Check each line of the data for "from" and select those that have it.

------------------------------

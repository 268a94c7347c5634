//! CLI argument parsing using clap.

use std::path::PathBuf;

use clap::Parser;
use clap::Subcommand;
use clap_complete::Shell;

use crate::auth::DEFAULT_PROVIDER;
use crate::credentials::CONFIG_ENV;

#[derive(Parser)]
#[command(name = "mockup")]
#[command(author, version, about, long_about = None)]
#[command(propagate_version = true)]
pub struct Cli {
    #[command(subcommand)]
    pub command: Commands,

    /// Enable verbose output
    #[arg(short, long, global = true)]
    pub verbose: bool,

    /// Suppress non-error output
    #[arg(short, long, global = true, conflicts_with = "verbose")]
    pub quiet: bool,

    /// Output results in JSON format
    #[arg(short, long, global = true)]
    pub json: bool,

    /// Credential file location
    #[arg(long, global = true, env = CONFIG_ENV, value_name = "PATH")]
    pub config: Option<PathBuf>,

    /// Log filter (e.g. `debug`, `mockup_core=trace`); overrides RUST_LOG
    #[arg(long, global = true, value_name = "FILTER")]
    pub log_level: Option<String>,
}

#[derive(Subcommand)]
pub enum Commands {
    /// Sign in through the browser
    Login(LoginArgs),
    /// Forget the stored token
    Logout,
    /// Show the stored server and sign-in state
    Status,
    /// Package a directory and upload it for review
    Upload(UploadArgs),
    /// Extract an uploaded archive into a version directory
    Extract(ExtractArgs),
    /// List the HTML pages of an extracted version
    Pages(PagesArgs),
    /// Generate shell completions
    Completion(CompletionArgs),
}

impl Commands {
    /// Operation name used in JSON output.
    pub const fn name(&self) -> &'static str {
        match self {
            Self::Login(_) => "login",
            Self::Logout => "logout",
            Self::Status => "status",
            Self::Upload(_) => "upload",
            Self::Extract(_) => "extract",
            Self::Pages(_) => "pages",
            Self::Completion(_) => "completion",
        }
    }
}

#[derive(clap::Args)]
pub struct LoginArgs {
    /// Server to sign in to (default: stored server, then http://localhost:8080)
    #[arg(long, value_name = "URL")]
    pub server: Option<String>,

    /// Identity provider
    #[arg(long, default_value = DEFAULT_PROVIDER)]
    pub provider: String,
}

#[derive(clap::Args)]
pub struct UploadArgs {
    /// Directory holding the mockup
    #[arg(value_name = "DIR")]
    pub dir: PathBuf,

    /// Mockup name (default: directory name)
    #[arg(short, long)]
    pub name: Option<String>,

    /// Server to upload to (default: stored server)
    #[arg(long, value_name = "URL")]
    pub server: Option<String>,
}

#[derive(clap::Args)]
pub struct ExtractArgs {
    /// Path to the archive file
    #[arg(value_name = "ARCHIVE")]
    pub archive: PathBuf,

    /// Version to extract into
    #[arg(long, value_name = "ID")]
    pub version_id: String,

    /// Storage root holding version directories
    #[arg(long, default_value = "uploads", value_name = "DIR")]
    pub storage: PathBuf,

    /// Fail on entries escaping the version directory instead of skipping them
    #[arg(long)]
    pub strict: bool,

    /// Fail if the version directory already exists
    #[arg(long)]
    pub no_merge: bool,
}

#[derive(clap::Args)]
pub struct PagesArgs {
    /// Version to list
    #[arg(long, value_name = "ID")]
    pub version_id: String,

    /// Storage root holding version directories
    #[arg(long, default_value = "uploads", value_name = "DIR")]
    pub storage: PathBuf,
}

#[derive(clap::Args)]
pub struct CompletionArgs {
    /// Shell to generate completions for
    #[arg(value_enum)]
    pub shell: Shell,
}
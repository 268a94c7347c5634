//! Upload command implementation.

use anyhow::Result;

use super::open_store;
use super::show_spinner;
use crate::cli::Cli;
use crate::cli::UploadArgs;
use crate::error::convert_client_error;
use crate::output::OutputFormatter;
use crate::progress::CliSpinner;
use crate::upload::UploadClient;

pub async fn execute(args: &UploadArgs, cli: &Cli, formatter: &dyn OutputFormatter) -> Result<()> {
    let credential = open_store(cli)?
        .load()
        .map_err(convert_client_error)?;

    let spinner = CliSpinner::start(
        &format!("Uploading {}", args.dir.display()),
        show_spinner(cli),
    );
    let summary = UploadClient::new(credential)
        .upload(&args.dir, args.name.as_deref(), args.server.as_deref())
        .await;
    drop(spinner);

    formatter.format_upload_result(&summary.map_err(convert_client_error)?)
}
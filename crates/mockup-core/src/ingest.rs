//! Server-side ingest boundary.
//!
//! The gate authenticates an upload, asks the version registry for a fresh
//! version, extracts the archive and only then marks the version ready.
//! Identity and project bookkeeping stay behind the [`TokenVerifier`] and
//! [`VersionRegistry`] traits.

use thiserror::Error;
use tracing::warn;

use crate::ExtractionError;
use crate::VersionedStorage;
use crate::api::ErrorBody;
use crate::api::UploadReceipt;

/// Resolves a bearer token to the principal it belongs to.
pub trait TokenVerifier {
    /// Returns the principal for `token`, or `None` if it is not valid.
    fn verify(&self, token: &str) -> Option<String>;
}

/// Allocates versions and records which ones are ready to view.
pub trait VersionRegistry {
    /// Allocates a fresh version of the project named `name` for
    /// `principal`.
    ///
    /// # Errors
    ///
    /// Returns a message describing why no version could be allocated.
    fn allocate(&self, principal: &str, name: &str) -> Result<UploadReceipt, String>;

    /// Marks `version_id` as extracted and viewable.
    fn mark_ready(&self, version_id: &str);
}

/// Reasons an upload is refused.
#[derive(Error, Debug)]
pub enum IngestError {
    /// Missing, malformed or unknown bearer token.
    #[error("unauthorized")]
    Unauthorized,

    /// The request is missing required fields.
    #[error("{0}")]
    BadRequest(String),

    /// The registry could not allocate a version.
    #[error("cannot allocate version: {0}")]
    Registry(String),

    /// The archive was rejected or could not be stored.
    #[error("{0}")]
    Extraction(#[from] ExtractionError),
}

impl IngestError {
    /// HTTP status code for this failure.
    #[must_use]
    pub const fn status_code(&self) -> u16 {
        match self {
            Self::Unauthorized => 401,
            Self::BadRequest(_) => 400,
            Self::Registry(_) => 500,
            // Version ids come from the registry, not the client.
            Self::Extraction(ExtractionError::InvalidVersionId { .. }) => 500,
            Self::Extraction(err) if err.is_io() => 500,
            Self::Extraction(_) => 422,
        }
    }

    /// Structured body for this failure.
    #[must_use]
    pub fn body(&self) -> ErrorBody {
        ErrorBody::new(self.to_string())
    }
}

/// Authenticated entry point for uploads.
pub struct IngestGate<V, R> {
    storage: VersionedStorage,
    verifier: V,
    registry: R,
}

impl<V: TokenVerifier, R: VersionRegistry> IngestGate<V, R> {
    /// Creates a gate over `storage`.
    pub fn new(storage: VersionedStorage, verifier: V, registry: R) -> Self {
        Self {
            storage,
            verifier,
            registry,
        }
    }

    /// Returns the underlying storage.
    pub fn storage(&self) -> &VersionedStorage {
        &self.storage
    }

    /// Returns the version registry.
    pub fn registry(&self) -> &R {
        &self.registry
    }

    /// Handles one upload.
    ///
    /// `authorization` is the raw `Authorization` header value.
    ///
    /// # Errors
    ///
    /// See [`IngestError`]. On extraction failure the version is never
    /// marked ready.
    pub fn ingest(
        &self,
        authorization: Option<&str>,
        name: &str,
        bytes: &[u8],
    ) -> Result<UploadReceipt, IngestError> {
        let token = authorization
            .and_then(|value| value.strip_prefix("Bearer "))
            .map(str::trim)
            .filter(|token| !token.is_empty())
            .ok_or(IngestError::Unauthorized)?;
        let principal = self
            .verifier
            .verify(token)
            .ok_or(IngestError::Unauthorized)?;

        let name = name.trim();
        if name.is_empty() {
            return Err(IngestError::BadRequest("name is required".to_string()));
        }

        let receipt = self
            .registry
            .allocate(&principal, name)
            .map_err(IngestError::Registry)?;

        if let Err(err) = self.storage.extract(&receipt.version_id, bytes) {
            warn!(version = %receipt.version_id, error = %err, "extraction failed");
            return Err(err.into());
        }

        self.registry.mark_ready(&receipt.version_id);
        Ok(receipt)
    }
}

------------------------------

Response to the task
    Extraction(#[from] ExtractionError),
            // Version ids come from the registry, not the client.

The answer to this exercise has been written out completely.